Jhawar Sachin, Hathout Lara, Elshaikh Mohamed A, Beriwal Sushil, Small William, Mahmoud Omar
Department of Radiation Oncology, Cancer Institute of New Jersey, Rutgers, The State University of New Jersey, New Brunswick, New Jersey.
Department of Radiation Oncology, Henry Ford Hospital, Detroit, Michigan.
Int J Radiat Oncol Biol Phys. 2017 Aug 1;98(5):1132-1141. doi: 10.1016/j.ijrobp.2017.03.045. Epub 2017 Mar 31.
Worse treatment outcomes can be expected with prolongation of the overall treatment time (OTT) during definitive chemoradiation therapy (CRT) for cervical cancer. In the adjuvant setting, data on the relative importance of the OTT and the importance of RT and chemotherapy synchronization are scarce. Using the National Cancer Database, we evaluated the effect of these treatment variables on overall survival in the adjuvant CRT setting.
The present analysis included nonmetastatic cervical cancer patients undergoing hysterectomy followed by adjuvant CRT. The proportional hazard model was used to estimate the effect of prognostic factors (age, comorbidity, race, tumor size, tumor grade, tumor histologic type, number of high-risk pathologic factors) and time-related variables (surgery to RT start interval [SR], OTT [RT start to end dates], package time [from diagnosis date to CRT end date] and optimum CRT synchronization [whether chemotherapy and RT start dates coincided]) on survival.
Of 3051 patients, 60% finished RT within 7 weeks and 85% received optimum CRT. Among other factors, univariate analysis identified longer OTT (hazards ratio [HR] 1.33; P<.001), longer SR (HR 1.17; P=.05), and nonoptimum CRT timing (HR 1.21; P=.04) as poor prognosticators. Of these factors, SR (HR 1.20; P=.04) and OTT (HR 1.21; P=.002) retained significance on multivariate analysis. An OTT >7 weeks remained a significant factor even after propensity score matching (P=.04).
The results of our analysis suggest that prolongation of the adjuvant CRT duration >7 weeks is associated with poor survival and SR of <8 weeks should be attempted whenever clinically feasible.

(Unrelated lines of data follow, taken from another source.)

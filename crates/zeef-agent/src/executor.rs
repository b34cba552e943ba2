//! Guarded executor
//!
//! # Critical Invariant
//!
//! Verification failure implies zero side effects: no process spawns and
//! the ledger is untouched. Conversely, once a process has run, the
//! command is recorded unconditionally; a non-zero exit is failure of
//! the command, not of the recording.

use crate::error::AgentError;
use std::path::Path;
use std::sync::Arc;
use tokio::process::Command;
use zeef_gate::{CommandVerifier, InvariantViolation};
use zeef_ledger::Ledger;

/// Transient result of one command execution.
///
/// Not persisted directly; only the derived summary (command text,
/// working directory, exit code) reaches the ledger.
#[derive(Debug, Clone)]
pub struct CommandOutcome {
    /// Process exit code; `None` when terminated without one
    pub exit_code: Option<i32>,
    /// Captured standard output
    pub stdout: String,
    /// Captured standard error
    pub stderr: String,
}

/// Agent that only executes commands after invariant verification.
pub struct DeterministicAgent {
    ledger: Arc<Ledger>,
    verifier: CommandVerifier,
}

impl DeterministicAgent {
    /// Agent with the default invariant chain.
    #[must_use]
    pub fn new(ledger: Arc<Ledger>) -> Self {
        Self { ledger, verifier: CommandVerifier::new() }
    }

    /// Agent with an explicit verifier.
    #[must_use]
    pub fn with_verifier(ledger: Arc<Ledger>, verifier: CommandVerifier) -> Self {
        Self { ledger, verifier }
    }

    /// The ledger this agent records into.
    #[must_use]
    pub fn ledger(&self) -> &Arc<Ledger> {
        &self.ledger
    }

    /// Verify a command without executing it.
    ///
    /// # Errors
    /// The first invariant violation, if any.
    pub fn verify_command(&self, command: &str) -> Result<Vec<String>, InvariantViolation> {
        self.verifier.verify(command)
    }

    /// Execute a verified command in `cwd` and record it in the ledger.
    ///
    /// The token vector is spawned directly as argv, never through a
    /// shell interpreter. Stdout and stderr are captured as text.
    ///
    /// # Errors
    /// - `AgentError::Violation` - verification failed; nothing ran and
    ///   the ledger is untouched
    /// - `AgentError::Spawn` - the process could not be started; no
    ///   ledger entry is written
    /// - `AgentError::Ledger` - the command ran but could not be
    ///   recorded; the operation fails rather than hide the gap
    pub async fn execute_command(
        &self,
        command: &str,
        cwd: &Path,
    ) -> Result<CommandOutcome, AgentError> {
        let tokens = self.verifier.verify(command)?;
        let Some((program, args)) = tokens.split_first() else {
            return Err(InvariantViolation::EmptyCommand.into());
        };

        tracing::info!(%command, cwd = %cwd.display(), "executing verified command");
        let output = Command::new(program)
            .args(args)
            .current_dir(cwd)
            .output()
            .await
            .map_err(AgentError::Spawn)?;

        let outcome = CommandOutcome {
            exit_code: output.status.code(),
            stdout: String::from_utf8_lossy(&output.stdout).into_owned(),
            stderr: String::from_utf8_lossy(&output.stderr).into_owned(),
        };

        self.ledger.record_command(
            command,
            &cwd.display().to_string(),
            outcome.exit_code.map(i64::from),
        )?;

        tracing::debug!(exit_code = ?outcome.exit_code, "command completed");
        Ok(outcome)
    }
}
//! File-mutation recorder
//!
//! Deterministic, digest-verified file writes. The ledger line carries
//! the SHA-256 of the prior and resulting bytes, so the exact content on
//! either side of the write can be proven later without storing it.

use crate::error::AgentError;
use crate::executor::DeterministicAgent;
use std::io;
use std::path::{Path, PathBuf};
use zeef_ledger::sha256_hex;

/// Digest pair describing one recorded file write.
#[derive(Debug, Clone, PartialEq, Eq)]
pub struct FileChange {
    /// The written path
    pub path: PathBuf,
    /// Digest of the prior content; `None` when the file did not exist
    pub before_hash: Option<String>,
    /// Digest of the new content
    pub after_hash: Option<String>,
}

impl DeterministicAgent {
    /// Write `content` as a full replacement of `path` and record the
    /// mutation.
    ///
    /// Parent directories are created as needed. An absent file yields a
    /// `None` before-digest, not an error.
    ///
    /// # Errors
    /// - `AgentError::Io` - the read, directory creation, or write failed
    /// - `AgentError::Ledger` - the mutation could not be recorded
    pub async fn write_file(
        &self,
        path: &Path,
        content: &str,
    ) -> Result<FileChange, AgentError> {
        let before_hash = digest_existing(path).await?;

        if let Some(parent) = path.parent() {
            tokio::fs::create_dir_all(parent).await?;
        }
        tokio::fs::write(path, content).await?;

        let after_hash = Some(sha256_hex(content.as_bytes()));
        self.ledger().record_file_change(
            path,
            before_hash.as_deref(),
            after_hash.as_deref(),
        )?;

        tracing::debug!(path = %path.display(), "file mutation recorded");
        Ok(FileChange {
            path: path.to_path_buf(),
            before_hash,
            after_hash,
        })
    }
}

/// Digest of the file's current bytes, or `None` if it does not exist.
async fn digest_existing(path: &Path) -> Result<Option<String>, AgentError> {
    match tokio::fs::read(path).await {
        Ok(bytes) => Ok(Some(sha256_hex(&bytes))),
        Err(err) if err.kind() == io::ErrorKind::NotFound => Ok(None),
        Err(err) => Err(AgentError::Io(err)),
    }
}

在宫颈癌的根治性放化疗(CRT)期间,总体治疗时间(OTT)延长可能导致更差的治疗结果。在辅助治疗中,关于OTT的相对重要性以及放疗和化疗同步性的重要性的数据较少。利用国家癌症数据库,我们评估了这些治疗变量对辅助CRT环境下总生存期的影响。
本分析纳入了接受子宫切除术后辅助CRT的非转移性宫颈癌患者。采用比例风险模型来估计预后因素(年龄、合并症、种族、肿瘤大小、肿瘤分级、肿瘤组织学类型、高危病理因素数量)和时间相关变量(手术至放疗开始间隔时间[SR]、OTT[放疗开始至结束日期]、总治疗时间[从诊断日期至CRT结束日期]以及最佳CRT同步性[化疗和放疗开始日期是否一致])对生存的影响。
在3051例患者中,60%在7周内完成放疗,85%接受了最佳CRT。在其他因素中,单因素分析确定OTT延长(风险比[HR]1.33;P<.001)、SR延长(HR 1.17;P=.05)和CRT时机不佳(HR 1.21;P=.04)为不良预后因素。在这些因素中,SR(HR 1.20;P=.04)和OTT(HR 1.21;P=.002)在多因素分析中仍具有显著性。即使在倾向得分匹配后,OTT>7周仍是一个显著因素(P=.04)。
我们的分析结果表明,辅助CRT持续时间延长>7周与生存率低相关,并且只要临床可行,应尝试使SR<8周。